By Jessica Onyegbula
The federal government reaffirmed on Tuesday that artemisinin-based combination therapy (ACT) for the treatment of malaria remains 98% effective.
The National Coordinator of the National Malaria Elimination Program, Dr Perpetua Uhomoibhi, gave the assurance during an engagement meeting with selected civil society organizations (CSOs) and non-governmental organizations (NGOs) in Abuja.
Uhomoibhi said the last time the efficacy test was performed on ACTs was in 2019.
While advising Nigerians to make sure they only buy original ACTs approved from genuine pharmacies, Uhomoibhi warned that the country was inundated with counterfeit ACTs.
“A lot of fake ACTs cross borders and arrive in Nigeria, but Nigerians need to be on high alert and only opt for quality-guaranteed ACTs,” she said.
Uhomoibhi further explained that the meeting would amplify messages and create more awareness not only during this celebration of World Malaria Day (WMD) but also throughout the year.
She said the theme for this year’s ADM is “Zero Malaria, drawing the line against malaria” and the slogan is “Stand Up – Take Action”.

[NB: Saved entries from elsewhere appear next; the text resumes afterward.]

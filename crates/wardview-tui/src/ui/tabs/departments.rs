use ratatui::{
    layout::{Constraint, Direction, Layout, Rect},
    text::{Line, Span},
    widgets::{Block, Borders, List, ListItem, ListState, Paragraph, Wrap},
    Frame,
};

use crate::app::{App, Focus};
use crate::ui::styles;

/// One entry of the hospital directory.
#[derive(Debug, Clone, Copy, PartialEq, Eq)]
pub struct DirectoryEntry {
    pub category: &'static str,
    pub name: &'static str,
    pub description: &'static str,
}

pub const DIRECTORY: [DirectoryEntry; 9] = [
    DirectoryEntry {
        category: "Services",
        name: "Medicina",
        description: "Internal medicine and clinical specialties. Admits adult patients for diagnosis and non-surgical treatment.",
    },
    DirectoryEntry {
        category: "Services",
        name: "Cirugía",
        description: "General and specialised surgery, including pre- and post-operative care.",
    },
    DirectoryEntry {
        category: "Services",
        name: "Pediatría",
        description: "Care for newborns, children and adolescents.",
    },
    DirectoryEntry {
        category: "Care settings",
        name: "Hospitalización",
        description: "Inpatient wards. Beds are assigned per service and shown on each patient record.",
    },
    DirectoryEntry {
        category: "Care settings",
        name: "Consulta externa",
        description: "Scheduled outpatient consultations.",
    },
    DirectoryEntry {
        category: "Care settings",
        name: "Emergencia",
        description: "24-hour emergency care and triage.",
    },
    DirectoryEntry {
        category: "Professionals",
        name: "Dr. Juan Pérez",
        description: "Medicina. Attending physician.",
    },
    DirectoryEntry {
        category: "Professionals",
        name: "Dra. María Gómez",
        description: "Pediatría. Attending physician.",
    },
    DirectoryEntry {
        category: "Professionals",
        name: "Dr. Carlos López",
        description: "Cirugía. Attending surgeon.",
    },
];

pub fn render(frame: &mut Frame, app: &App, area: Rect) {
    let chunks = Layout::default()
        .direction(Direction::Horizontal)
        .constraints([Constraint::Percentage(40), Constraint::Percentage(60)])
        .split(area);

    render_directory(frame, app, chunks[0]);
    render_entry(frame, app, chunks[1]);
}

fn render_directory(frame: &mut Frame, app: &App, area: Rect) {
    let mut items = Vec::new();
    let mut selected_row = 0;
    let mut last_category = "";

    for (i, entry) in DIRECTORY.iter().enumerate() {
        if entry.category != last_category {
            items.push(ListItem::new(Line::from(Span::styled(
                entry.category,
                styles::heading_style(),
            ))));
            last_category = entry.category;
        }
        if i == app.department_selection {
            selected_row = items.len();
        }
        let style = if i == app.department_selection {
            styles::selected_style()
        } else {
            styles::list_item_style()
        };
        items.push(ListItem::new(Line::from(format!("  {}", entry.name))).style(style));
    }

    let focused = matches!(app.focus, Focus::List);
    let block = Block::default()
        .title(" Departments ")
        .title_style(styles::title_style())
        .borders(Borders::ALL)
        .border_style(styles::border_style(focused));

    let mut state = ListState::default();
    state.select(Some(selected_row));

    frame.render_stateful_widget(List::new(items).block(block), area, &mut state);
}

fn render_entry(frame: &mut Frame, app: &App, area: Rect) {
    let (title, content) = match DIRECTORY.get(app.department_selection) {
        Some(entry) => (
            format!(" {} ", entry.name),
            vec![
                Line::from(Span::styled(entry.name, styles::title_style())),
                Line::from(Span::styled(entry.category, styles::muted_style())),
                Line::from(""),
                Line::from(entry.description),
            ],
        ),
        None => (
            " Nothing selected ".to_string(),
            vec![Line::from(Span::styled(
                "Select an entry from the list",
                styles::muted_style(),
            ))],
        ),
    };

    let block = Block::default()
        .title(title)
        .title_style(styles::title_style())
        .borders(Borders::ALL)
        .border_style(styles::border_style(false));

    let paragraph = Paragraph::new(content)
        .block(block)
        .wrap(Wrap { trim: true });
    frame.render_widget(paragraph, area);
}

#[cfg(test)]
mod tests {
    use super::*;

    #[test]
    fn test_directory_groups_are_contiguous() {
        let categories: Vec<&str> = DIRECTORY.iter().map(|e| e.category).collect();
        let mut seen: Vec<&str> = Vec::new();
        for category in categories {
            if seen.last() != Some(&category) {
                assert!(!seen.contains(&category), "{} appears twice", category);
                seen.push(category);
            }
        }
        assert_eq!(seen, vec!["Services", "Care settings", "Professionals"]);
    }
}
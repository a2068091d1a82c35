use ratatui::{
    layout::Rect,
    text::{Line, Span},
    widgets::{Block, Borders, Paragraph},
    Frame,
};

use crate::ui::styles;

const KEY_GROUPS: [(&str, &[(&str, &str)]); 4] = [
    (
        "Navigation",
        &[
            ("1-4", "Patients / Departments / Profile / Help"),
            ("←/→", "Previous / next tab"),
            ("↑/↓ j/k", "Move selection or scroll"),
            ("Enter", "Open patient / jump to index entry"),
            ("Tab", "Switch focus (index ↔ record)"),
            ("Esc", "Clear search or go back"),
        ],
    ),
    (
        "Patients",
        &[
            ("n / PgDn", "Next page"),
            ("p / PgUp", "Previous page"),
            ("r", "Retry the last failed load"),
            ("u", "Reload from the first page"),
        ],
    ),
    (
        "Search",
        &[
            ("/", "Filter loaded patients or the record index"),
            ("Enter", "Keep filter"),
        ],
    ),
    ("General", &[("?", "Toggle help"), ("q", "Quit")]),
];

/// Key binding reference shared by the help page and the help overlay.
pub fn help_lines() -> Vec<Line<'static>> {
    let mut lines = Vec::new();
    for (i, (group, keys)) in KEY_GROUPS.iter().enumerate() {
        if i > 0 {
            lines.push(Line::from(""));
        }
        lines.push(Line::from(Span::styled(format!(" {}", group), styles::heading_style())));
        for (key, desc) in keys.iter() {
            lines.push(Line::from(vec![
                Span::styled(format!("  {:<10}", key), styles::key_style()),
                Span::styled(*desc, styles::list_item_style()),
            ]));
        }
    }
    lines
}

pub fn render(frame: &mut Frame, area: Rect) {
    let block = Block::default()
        .title(" Help ")
        .title_style(styles::title_style())
        .borders(Borders::ALL)
        .border_style(styles::border_style(true));

    frame.render_widget(Paragraph::new(help_lines()).block(block), area);
}
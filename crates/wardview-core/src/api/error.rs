use thiserror::Error;

#[derive(Error, Debug)]
pub enum ApiError {
    /// The request never reached the backend (refused, unreachable, blocked, timed out).
    #[error("Connection failed: {0}")]
    Unreachable(String),

    #[error("Access denied: {0}")]
    AccessDenied(String),

    #[error("Unauthorized")]
    Unauthorized,

    #[error("Resource not found: {0}")]
    NotFound(String),

    #[error("Rate limited - please wait before retrying")]
    RateLimited,

    #[error("Server error: {0}")]
    ServerError(String),

    #[error("Network error: {0}")]
    NetworkError(#[from] reqwest::Error),

    #[error("Invalid response: {0}")]
    InvalidResponse(String),
}

/// Maximum length for error response bodies in error messages
const MAX_ERROR_BODY_LENGTH: usize = 500;

impl ApiError {
    /// Truncate a response body to avoid logging excessive data
    fn truncate_body(body: &str) -> String {
        if body.len() <= MAX_ERROR_BODY_LENGTH {
            body.to_string()
        } else {
            let mut end = MAX_ERROR_BODY_LENGTH;
            while !body.is_char_boundary(end) {
                end -= 1;
            }
            format!("{}... (truncated, {} total bytes)", &body[..end], body.len())
        }
    }

    pub fn from_status(status: reqwest::StatusCode, body: &str) -> Self {
        let truncated = Self::truncate_body(body);
        match status.as_u16() {
            401 => ApiError::Unauthorized,
            403 => ApiError::AccessDenied(truncated),
            404 => ApiError::NotFound(truncated),
            429 => ApiError::RateLimited,
            500..=599 => ApiError::ServerError(truncated),
            _ => ApiError::InvalidResponse(format!("Status {}: {}", status, truncated)),
        }
    }

    /// Classify a failed `send()`. Anything that kept the request from
    /// being answered counts as a connection failure.
    pub fn from_send_error(err: reqwest::Error) -> Self {
        if err.is_connect() || err.is_timeout() || err.is_request() {
            ApiError::Unreachable(err.to_string())
        } else {
            ApiError::NetworkError(err)
        }
    }

    /// True when the backend could not be reached at all, as opposed to
    /// answering with an error or with no data.
    pub fn is_connection_failure(&self) -> bool {
        matches!(self, ApiError::Unreachable(_))
    }
}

She explained that malaria remained one of the main health problems facing Nigeria and that transmission was year round in most parts of the country.
According to her, nearly 61 million cases of malaria occur each year (WMR 2020). Nigeria is at the top of any country in the world when it comes to malaria-related morbidity and mortality.

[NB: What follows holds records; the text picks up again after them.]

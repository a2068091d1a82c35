//! Core library for wardview.
//!
//! Holds everything that does not touch the terminal: the backend client,
//! patient models, the paginated patient cache, the record index filter,
//! routing and configuration.

pub mod api;
pub mod config;
pub mod index;
pub mod models;
pub mod pagination;
pub mod routing;
pub mod utils;

pub use api::{ApiClient, ApiError};
pub use config::Config;
pub use index::{filter_sections, flatten, IndexEntry, Section, Subsection};
pub use pagination::{PaginationSettings, PatientCache, PatientList, PatientSource};
pub use routing::{Navigator, Route};
//! Record index with incremental search.
//!
//! The index is an ordered list of sections, each with an ordered list of
//! subsections. Searching keeps a section when its own title or any of its
//! subsection titles contains the term (case-insensitive). A kept section
//! only carries the subsections that matched, whether it was kept for its
//! own title or for a subsection.

use std::borrow::Cow;

use serde::{Deserialize, Serialize};

use crate::utils::contains_ignore_case;

#[derive(Debug, Clone, Default, PartialEq, Eq, Serialize, Deserialize)]
pub struct Subsection {
    pub id: String,
    pub title: String,
    #[serde(rename = "fecha", default)]
    pub date: Option<String>,
    #[serde(rename = "modificado", default)]
    pub modified: Option<String>,
}

#[derive(Debug, Clone, Default, PartialEq, Eq, Serialize, Deserialize)]
pub struct Section {
    pub id: String,
    pub title: String,
    #[serde(rename = "fecha", default)]
    pub date: Option<String>,
    #[serde(rename = "modificado", default)]
    pub modified: Option<String>,
    #[serde(default)]
    pub subsections: Vec<Subsection>,
}

impl Section {
    pub fn new(id: &str, title: &str) -> Self {
        Self {
            id: id.to_string(),
            title: title.to_string(),
            ..Default::default()
        }
    }

    /// Section with plain `(id, title)` subsections.
    pub fn with_subsections(id: &str, title: &str, subsections: &[(&str, &str)]) -> Self {
        Self {
            subsections: subsections
                .iter()
                .map(|(id, title)| Subsection {
                    id: id.to_string(),
                    title: title.to_string(),
                    ..Default::default()
                })
                .collect(),
            ..Self::new(id, title)
        }
    }
}

/// Filter sections by a search term.
///
/// An empty (or all-whitespace) term borrows the input unchanged.
pub fn filter_sections<'a>(sections: &'a [Section], term: &str) -> Cow<'a, [Section]> {
    let query = term.trim().to_lowercase();
    if query.is_empty() {
        return Cow::Borrowed(sections);
    }

    let filtered = sections
        .iter()
        .filter_map(|section| {
            let title_match = contains_ignore_case(&section.title, &query);
            let subsections: Vec<Subsection> = section
                .subsections
                .iter()
                .filter(|sub| contains_ignore_case(&sub.title, &query))
                .cloned()
                .collect();

            if title_match || !subsections.is_empty() {
                Some(Section {
                    subsections,
                    ..section.clone()
                })
            } else {
                None
            }
        })
        .collect::<Vec<_>>();

    Cow::Owned(filtered)
}

/// One selectable row of a rendered index: a section or one of its subsections.
#[derive(Debug, Clone, Copy, PartialEq, Eq)]
pub enum IndexEntry<'a> {
    Section(&'a Section),
    Subsection(&'a Section, &'a Subsection),
}

impl<'a> IndexEntry<'a> {
    /// Anchor id to scroll to when the entry is chosen.
    pub fn anchor(&self) -> &'a str {
        match *self {
            IndexEntry::Section(section) => &section.id,
            IndexEntry::Subsection(_, sub) => &sub.id,
        }
    }

    pub fn title(&self) -> &'a str {
        match *self {
            IndexEntry::Section(section) => &section.title,
            IndexEntry::Subsection(_, sub) => &sub.title,
        }
    }
}

/// Flatten sections into selectable rows (section, then its subsections).
pub fn flatten(sections: &[Section]) -> Vec<IndexEntry<'_>> {
    sections
        .iter()
        .flat_map(|section| {
            std::iter::once(IndexEntry::Section(section)).chain(
                section
                    .subsections
                    .iter()
                    .map(move |sub| IndexEntry::Subsection(section, sub)),
            )
        })
        .collect()
}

“Now is the time to get the people of Nigeria to take the necessary preventive measures to avoid contracting malaria, such as sleeping in mosquito nets every night, having mosquito nets on doors and windows.
“Pregnant women use preventive drugs at regular intervals during pregnancy and ensure that children under five in the Sahel region receive preventive drugs during seasonal malaria chemoprevention (SMC) campaigns.

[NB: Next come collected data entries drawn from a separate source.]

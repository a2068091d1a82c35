use std::future::Future;

use tracing::debug;

use crate::api::ApiError;
use crate::models::{PatientPage, PatientSummary};
use crate::routing::Route;

use super::list::{PageRequest, PatientList};
use super::state::{FetchOutcome, FetchTicket, PaginationSettings};

/// Upstream supplier of patient pages. Implemented by `ApiClient`; tests
/// plug in scripted sources.
pub trait PatientSource {
    fn fetch_page(
        &self,
        page: u32,
        limit: usize,
    ) -> impl Future<Output = Result<PatientPage, ApiError>> + Send;
}

/// Async driver over a [`PatientList`]: resolves page requests by fetching
/// server pages from a [`PatientSource`] as needed.
///
/// This is the entry point for embedders that can await fetches inline.
/// The TUI instead spawns each fetch and feeds the result back through
/// [`PatientList::settle_fetch`], the same step `fetch_next_server_page` ends with.
///
/// Methods take `&mut self`, so fetches on one cache never overlap.
pub struct PatientCache<S> {
    source: S,
    list: PatientList,
}

impl<S: PatientSource> PatientCache<S> {
    pub fn new(source: S, settings: PaginationSettings) -> Self {
        Self {
            source,
            list: PatientList::new(settings),
        }
    }

    pub fn list(&self) -> &PatientList {
        &self.list
    }

    pub fn source(&self) -> &S {
        &self.source
    }

    /// Serve client page `page_index`, fetching server pages until it is
    /// resident or the upstream runs out. On error the cache is unchanged
    /// and the page stays pending for [`retry`](Self::retry).
    pub async fn request_page(&mut self, page_index: usize) -> Result<Vec<PatientSummary>, ApiError> {
        loop {
            if self.list.request_page(page_index) == PageRequest::Ready {
                break;
            }
            match self.fetch_next_server_page().await? {
                FetchOutcome::Applied { .. } => continue,
                FetchOutcome::Stale | FetchOutcome::Skipped => break,
            }
        }
        Ok(self.visible())
    }

    /// Fetch one server page. A no-op once the cache is exhausted.
    pub async fn fetch_next_server_page(&mut self) -> Result<FetchOutcome, ApiError> {
        let Some(ticket) = self.list.begin_fetch() else {
            return Ok(FetchOutcome::Skipped);
        };
        debug!(page = ticket.page, limit = ticket.limit, "Fetching patient page");

        let guard = InFlight {
            list: &mut self.list,
            ticket: Some(ticket),
        };
        let result = self.source.fetch_page(ticket.page, ticket.limit).await;
        guard.settle(result)
    }

    /// Re-request the page that last failed (or the current one).
    pub async fn retry(&mut self) -> Result<Vec<PatientSummary>, ApiError> {
        let page = self.list.pending_page().unwrap_or(self.list.current_page());
        self.request_page(page).await
    }

    /// Filter loaded records; never fetches. See [`PatientList::filter`].
    pub fn filter(&mut self, term: &str) -> Vec<PatientSummary> {
        self.list.filter(term).into_iter().cloned().collect()
    }

    pub fn clear_filter(&mut self) {
        self.list.clear_filter();
    }

    /// Route to the detail view of a loaded record.
    pub fn select_record(&self, id: &str) -> Option<Route> {
        self.list
            .find(id)
            .map(|patient| Route::PatientDetail(patient.id.clone()))
    }

    pub fn reset(&mut self) {
        self.list.reset();
    }

    pub fn visible(&self) -> Vec<PatientSummary> {
        self.list.visible().into_iter().cloned().collect()
    }
}

/// Outstanding fetch. Dropping it before [`settle`](Self::settle) (the
/// request future was cancelled) releases the ticket so the cache can fetch
/// again.
struct InFlight<'a> {
    list: &'a mut PatientList,
    ticket: Option<FetchTicket>,
}

impl InFlight<'_> {
    fn settle(mut self, result: Result<PatientPage, ApiError>) -> Result<FetchOutcome, ApiError> {
        let Some(ticket) = self.ticket.take() else {
            return Ok(FetchOutcome::Stale);
        };
        self.list.settle_fetch(ticket, result)
    }
}

impl Drop for InFlight<'_> {
    fn drop(&mut self) {
        if let Some(ticket) = self.ticket.take() {
            debug!(page = ticket.page, "Patient page fetch cancelled");
            self.list.cancel_fetch(ticket);
        }
    }
}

“There is a reduction in the prevalence of malaria from 42 percent in 2010 to 23 percent in 2018, as well as a percentage reduction in mortality, according to NDHS 2018 results.
“The main progress indicators such as the use of mosquito nets, the use of IPT by pregnant women, seeking care during fever and the use of the appropriate antimalarial are improving,” she said. declared.
Uhomoibhi, however, noted that there was still a lot of room for improvement as we weren’t close to most of the goals we set out to achieve at the end of last year.
“The current malaria situation must concern us all. This is part of the reason we join the global community in commemorating World Malaria Day – and why this meeting was called.
“Nigerians have come to a situation where they regard malaria as ordinary and sometimes as one of their illnesses. For them, malaria is part of the household.
“And to fight malaria, people are devising all kinds of ways, from herbal preparations to taking various types of drugs from street vendors.
“This discourse has to change and the starting point is to familiarize people with the dangers of malaria and how it can be prevented and treated,” she said.
Uhomoibhi added that Nigerians should be encouraged and galvanized into actions that will reduce their risk of contracting malaria.
Children under five and pregnant women are particularly concerned, she said, as they are more at risk of contracting malaria and suffering from its consequences than other groups.
“It’s because of their immunity levels.
“At NMEP, together with our partners, we have developed the necessary plans. We have the tools.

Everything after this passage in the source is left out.